There was no question now of where he was, for though it was intensely dark he knew well enough, for he had awakened into full consciousness with every sense unnaturally sharpened, and making things clear. His limbs were like lead still, but it was not from nightmare, for they were numbed and helpless. There was the unpleasant odour of the burnt-out candle, and the sickly smoke hanging about him, as if the light had but lately gone out, and he could hear Joe’s stertorous breathing as if he too were in trouble; and simultaneously with it came the knowledge that, after all, the cavernous place out of which the water had been drained was inhabited by strange beasts, one of which had attacked him.
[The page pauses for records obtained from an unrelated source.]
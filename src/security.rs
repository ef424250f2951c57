use std::path::PathBuf;
use std::{env, fs};

use jsonwebtoken::{DecodingKey, EncodingKey};

use crate::error::SecurityError;

const SESSION_PUBLIC: &str = "session.pem.pub";
const SESSION_PRIVATE: &str = "session.pem";

#[derive(Debug, Clone)]
pub struct KeySet {
    pub public: Vec<u8>,
    pub private: Vec<u8>,
}

/// Keys used to sign and verify session tokens.
#[derive(Clone)]
pub struct Security {
    pub session_keys: KeySet,
    encoding: EncodingKey,
    decoding: DecodingKey,
}

impl std::fmt::Debug for Security {
    fn fmt(&self, f: &mut std::fmt::Formatter<'_>) -> std::fmt::Result {
        write!(f, "Security")
    }
}

#[inline]
fn security_dir() -> PathBuf {
    PathBuf::from(env::var("SECURITY_DIR").unwrap_or("./security".to_string()))
}

impl Security {
    pub fn load() -> Result<Security, SecurityError> {
        let dir = security_dir();

        tracing::info!("Loading session signing keys...");
        let pub_key = fs::read(dir.join(SESSION_PUBLIC)).ok();
        let priv_key = fs::read(dir.join(SESSION_PRIVATE)).ok();

        let keys = match (pub_key, priv_key) {
            (Some(public), Some(private)) => {
                tracing::info!("Loaded session signing keys.");
                KeySet { public, private }
            }
            #[cfg(feature = "generate-security")]
            _ => {
                tracing::info!(
                    "Unable to load private and/or public session key(s). Generating a new pair."
                );
                fs::create_dir_all(&dir)?;

                tracing::info!("Generating a private RSA key. This will take a few minutes...");
                let keys = Security::generate_keys(4096)?;

                fs::write(dir.join(SESSION_PRIVATE), keys.private.as_slice())?;
                fs::write(dir.join(SESSION_PUBLIC), keys.public.as_slice())?;
                tracing::info!("Done generating session signing keys.");

                keys
            }
            #[cfg(not(feature = "generate-security"))]
            _ => return Err(SecurityError::MissingKeys(dir)),
        };

        Security::from_keys(keys)
    }

    pub fn from_keys(keys: KeySet) -> Result<Security, SecurityError> {
        let encoding = EncodingKey::from_rsa_pem(&keys.private)?;
        let decoding = DecodingKey::from_rsa_pem(&keys.public)?;

        Ok(Security {
            session_keys: keys,
            encoding,
            decoding,
        })
    }

    /// PKCS#1 private and SPKI public key in PEM form, as PS256 expects them.
    #[cfg(feature = "generate-security")]
    pub fn generate_keys(bits: usize) -> Result<KeySet, SecurityError> {
        use rsa::pkcs1::{EncodeRsaPrivateKey, LineEnding};
        use rsa::pkcs8::EncodePublicKey;

        let mut rng = rand::thread_rng();
        let rsa_sk = rsa::RsaPrivateKey::new(&mut rng, bits)
            .map_err(|e| SecurityError::Generation(e.to_string()))?;

        let private = rsa_sk
            .to_pkcs1_pem(LineEnding::LF)
            .map_err(|e| SecurityError::Generation(e.to_string()))?
            .to_string()
            .into_bytes();

        let public = rsa_sk
            .to_public_key()
            .to_public_key_pem(LineEnding::LF)
            .map_err(|e| SecurityError::Generation(e.to_string()))?
            .into_bytes();

        Ok(KeySet { public, private })
    }

    pub fn encoding_key(&self) -> &EncodingKey {
        &self.encoding
    }

    pub fn decoding_key(&self) -> &DecodingKey {
        &self.decoding
    }
}

/// Key generation is slow, tests share one small pair.
#[cfg(test)]
pub(crate) fn test_security() -> Security {
    lazy_static! {
        static ref KEYS: KeySet =
            Security::generate_keys(2048).expect("unable to generate test keys");
    }

    Security::from_keys(KEYS.clone()).expect("generated keys must be valid")
}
For the moment he was ready to explain it as a form of nightmare, but it was too real. It was the hard stern reality itself. There was the weight upon his chest, but not the heavy inert mass of a hideous dream, but that of some creature full of palpitating life extended upon him. He could feel the motion as it breathed, the heavy pulsations of its heart, and, worst horror of all, the hot breath from its panting jaws not many inches from his brow.

Chapter Thirty Three.

Man’s Good Friend.

Gwyn tried hard to cry aloud to his companion for help—to make an effort for life; but for what seemed to him to be a long space of time he could not stir. At last, though, when he could bear the horror no longer, and just as the creature moved as if gathering its legs beneath it like some cat about to spring, the boy made a sudden heave, and threw the beast from his chest, at the same time struggling to rise and make for where he felt that Joe was lying; but with a strange, hollow cry the animal sprang at him with such force that he was driven backwards, while the creature regained its position upon his chest, and Gwyn lay back half paralysed.
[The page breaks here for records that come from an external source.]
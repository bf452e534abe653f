// Copyright (c) 2024-2025 DeepGraph Inc.
// SPDX-License-Identifier: Apache-2.0
//
//! Join-order enumeration
//!
//! Level-by-level dynamic programming over matched subgraphs. Level 1
//! holds the base table scans; level `k` joins every viable (l, k-l)
//! partition of its subgraphs through hash joins, index-nested-loop
//! extends and worst-case-optimal intersects. Beyond a fixed level the
//! enumeration degrades to left-deep splits only. Components of a
//! collection are planned independently and combined by cross products.

use std::collections::{HashMap, HashSet};
use std::time::{Duration, Instant};

use crate::catalog::CardinalityEstimator;
use crate::error::{PlannerError, PlannerResult};
use crate::expr::{collect_dependent_var_names, Expression, PropertyExprCollection};
use crate::graph::{
    extend_direction, QueryGraph, QueryGraphCollection, QueryNode, SubqueryGraph,
};
use crate::plan::cost::CostModel;
use crate::plan::hint::{JoinPlanSolver, JoinTreeConstructor, JoinTreeHint};
use crate::plan::logical::{JoinType, LogicalOperator, LogicalPlan};
use crate::plan::subplans::SubPlansTable;
use crate::session::context::{ClientContext, PlannerConfig, Transaction};

/// Levels up to this bound enumerate every (l, k-l) partition; beyond it
/// only the left-deep (1, k-1) split is considered.
pub const MAX_LEVEL_TO_PLAN_EXACTLY: usize = 6;

/// How an inner query graph correlates with its enclosing query.
#[derive(Debug, Clone, Copy, PartialEq, Eq)]
pub enum SubqueryType {
    /// Not a subquery, or an uncorrelated one.
    None,
    /// Correlated on node internal IDs only; correlated nodes are scanned
    /// ID-only to avoid reading storage twice.
    InternalIdCorrelated,
    /// Fully correlated; correlated nodes are supplied by the outer query
    /// through an expressions scan.
    Correlated,
}

/// Per-call planning input alongside the query graph collection.
#[derive(Debug, Clone)]
pub struct QueryGraphPlanningInfo {
    /// Conjuncts of the WHERE clause, already split on AND.
    pub predicates: Vec<Expression>,
    pub subquery_type: SubqueryType,
    /// Correlated expressions supplied by the outer query.
    pub corr_exprs: Vec<Expression>,
    /// Cardinality of the distinct correlated values.
    pub corr_exprs_card: f64,
    /// User-specified join order; set, it bypasses enumeration entirely.
    pub hint: Option<JoinTreeHint>,
}

impl Default for QueryGraphPlanningInfo {
    fn default() -> Self {
        Self {
            predicates: Vec::new(),
            subquery_type: SubqueryType::None,
            corr_exprs: Vec::new(),
            corr_exprs_card: 1.0,
            hint: None,
        }
    }
}

/// The planner core: owns the per-call enumeration state and produces one
/// logical plan per query graph collection.
pub struct Planner<'a> {
    pub(crate) config: PlannerConfig,
    pub(crate) tx: &'a Transaction,
    pub(crate) estimator: &'a dyn CardinalityEstimator,
    pub(crate) properties: &'a PropertyExprCollection,
    pub(crate) cost_model: CostModel,
    /// Query graph of the component currently being enumerated.
    pub(crate) graph: QueryGraph,
    where_exprs: Vec<Expression>,
    /// Internal-ID names of correlated nodes; non-empty only in
    /// CORRELATED mode. Correlated nodes are supplied by the outer query,
    /// so no join may bind one by traversal.
    corr_names: HashSet<String>,
    pub(crate) subplans: SubPlansTable,
    deadline: Option<Instant>,
}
But not from fear. Astonishment and delight had that effect, and, weak and prostrated as he was for some moments, he could not speak.
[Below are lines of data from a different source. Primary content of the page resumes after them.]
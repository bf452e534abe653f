// Copyright (c) 2024-2025 DeepGraph Inc.
// SPDX-License-Identifier: Apache-2.0
//
//! Plan rendering
//!
//! Two views of a logical plan: a compact join-tree encoding that captures
//! scan/extend/join structure on one line (what the join-order tests
//! compare), and an indented operator tree for EXPLAIN output.

use crate::expr::Expression;
use crate::plan::logical::{LogicalOperator, LogicalPlan};

/// Variable a node-internal-ID expression refers to; falls back to the
/// full unique name for anything else.
fn variable_of(expr: &Expression) -> String {
    match expr {
        Expression::Property { variable, .. } => variable.clone(),
        other => other.unique_name(),
    }
}

/// Compact join-tree encoding. Decorating operators (filters, flattens,
/// projections) are looked through so the encoding captures the join
/// structure alone, e.g. `HJ(b){E(b)S(a)}{E(b)S(c)}`.
pub fn encode_join(plan: &LogicalPlan) -> String {
    plan.root()
        .map(|root| encode_operator(root))
        .unwrap_or_default()
}

fn encode_operator(op: &LogicalOperator) -> String {
    match op {
        LogicalOperator::ScanNodeTable { node_id, .. } => {
            format!("S({})", variable_of(node_id))
        }
        LogicalOperator::Extend {
            nbr_node_id, child, ..
        } => format!("E({}){}", variable_of(nbr_node_id), encode_operator(child)),
        LogicalOperator::RecursiveExtend {
            nbr_node_id, child, ..
        } => format!("RE({}){}", variable_of(nbr_node_id), encode_operator(child)),
        LogicalOperator::Filter { child, .. }
        | LogicalOperator::Flatten { child, .. }
        | LogicalOperator::Projection { child, .. } => encode_operator(child),
        LogicalOperator::HashJoin { join_node_ids, probe, build, .. } => {
            let keys = join_node_ids
                .iter()
                .map(variable_of)
                .collect::<Vec<_>>()
                .join(",");
            format!(
                "HJ({}){{{}}}{{{}}}",
                keys,
                encode_operator(probe),
                encode_operator(build)
            )
        }
        LogicalOperator::Intersect {
            intersect_node_id,
            probe,
            builds,
            ..
        } => {
            let mut encoded = format!(
                "I({}){{{}}}",
                variable_of(intersect_node_id),
                encode_operator(probe)
            );
            for build in builds {
                encoded.push('{');
                encoded.push_str(&encode_operator(build));
                encoded.push('}');
            }
            encoded
        }
        LogicalOperator::CrossProduct { left, right } => format!(
            "CP{{{}}}{{{}}}",
            encode_operator(left),
            encode_operator(right)
        ),
        LogicalOperator::ExpressionsScan { .. } => "ES".to_string(),
        LogicalOperator::Distinct { child, .. } => format!("D{}", encode_operator(child)),
        LogicalOperator::EmptyResult { child } => match child {
            Some(child) => format!("[]{}", encode_operator(child)),
            None => "[]".to_string(),
        },
    }
}

/// Indented operator tree with the plan's estimates, for EXPLAIN output.
pub fn explain(plan: &LogicalPlan) -> String {
    let mut out = format!(
        "cost={:.1} cardinality={:.1}\n",
        plan.cost(),
        plan.cardinality()
    );
    if let Some(root) = plan.root() {
        explain_operator(root, 0, &mut out);
    }
    out
}

fn explain_operator(op: &LogicalOperator, depth: usize, out: &mut String) {
    let indent = "  ".repeat(depth);
    let line = match op {
        LogicalOperator::ScanNodeTable { node_id, table_ids, .. } => {
            format!("ScanNodeTable {} tables={:?}", node_id, table_ids)
        }
        LogicalOperator::Extend {
            bound_node_id,
            nbr_node_id,
            rel_variable,
            ..
        } => format!("Extend {} -> {} via {}", bound_node_id, nbr_node_id, rel_variable),
        LogicalOperator::RecursiveExtend {
            bound_node_id,
            nbr_node_id,
            rel_variable,
            max_depth,
            ..
        } => format!(
            "RecursiveExtend {} -> {} via {} maxDepth={}",
            bound_node_id, nbr_node_id, rel_variable, max_depth
        ),
        LogicalOperator::Filter { predicate, .. } => format!("Filter {}", predicate),
        LogicalOperator::Flatten { group, .. } => format!("Flatten group={}", group),
        LogicalOperator::Projection { expressions, .. } => {
            format!("Projection [{}]", join_names(expressions))
        }
        LogicalOperator::HashJoin { join_node_ids, .. } => {
            format!("HashJoin [{}]", join_names(join_node_ids))
        }
        LogicalOperator::Intersect {
            intersect_node_id,
            bound_node_ids,
            ..
        } => format!(
            "Intersect {} bound=[{}]",
            intersect_node_id,
            join_names(bound_node_ids)
        ),
        LogicalOperator::CrossProduct { .. } => "CrossProduct".to_string(),
        LogicalOperator::ExpressionsScan { expressions } => {
            format!("ExpressionsScan [{}]", join_names(expressions))
        }
        LogicalOperator::Distinct { keys, .. } => format!("Distinct [{}]", join_names(keys)),
        LogicalOperator::EmptyResult { .. } => "EmptyResult".to_string(),
    };
    out.push_str(&indent);
    out.push_str(&line);
    out.push('\n');
    for child in op.children() {
        explain_operator(child, depth + 1, out);
    }
}

fn join_names(expressions: &[Expression]) -> String {
    expressions
        .iter()
        .map(Expression::unique_name)
        .collect::<Vec<_>>()
        .join(", ")
}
At last one word escaped from his lips, and in an instant—throb, throb, throb, throb—there was a heavy beating on his ribs, a joyous whining sound greeted his ears, and a cold nose and wet tongue were playing about his face.

“Oh, Grip! Grip! Grip!” he sobbed out at last, half hysterical with excitement; and seizing the dog by the neck he held him fast, while Grip burst now into a frantic paroxysm of barking.

“You good old dog, then you have found us,” cried Gwyn, as he sat up now and held on tightly to the dog’s collar, for fear he should be left again. “Why, there must be someone with him! Here, Grip, Grip, old chap, your master! Where is he, then?”

There was another frantic burst of barking, and Joe’s voice was heard out of the darkness.

“What’s that? What does it mean? Hi! Ydoll, are you there?”

“Yes, yes. Here’s Grip! And—and—they must be—Oh, Joe, Joe, I can’t—”

What it was that Gwyn Pendarve could not do was never heard, for he pressed his lips together and clenched his teeth to keep back all sound. He had no longer any control over himself, and in those anguished moments he felt, as he afterwards declared to himself, that he was acting like a girl.

Joe was nearly as bad, but it was in the darkness and there was no one to witness their emotion, as he too kept silence, fearing to hear even his own voice; so that Grip had the whole of the conversation to himself—a repetition that at another time would have been monotonous, but which now sounded musical in the extreme.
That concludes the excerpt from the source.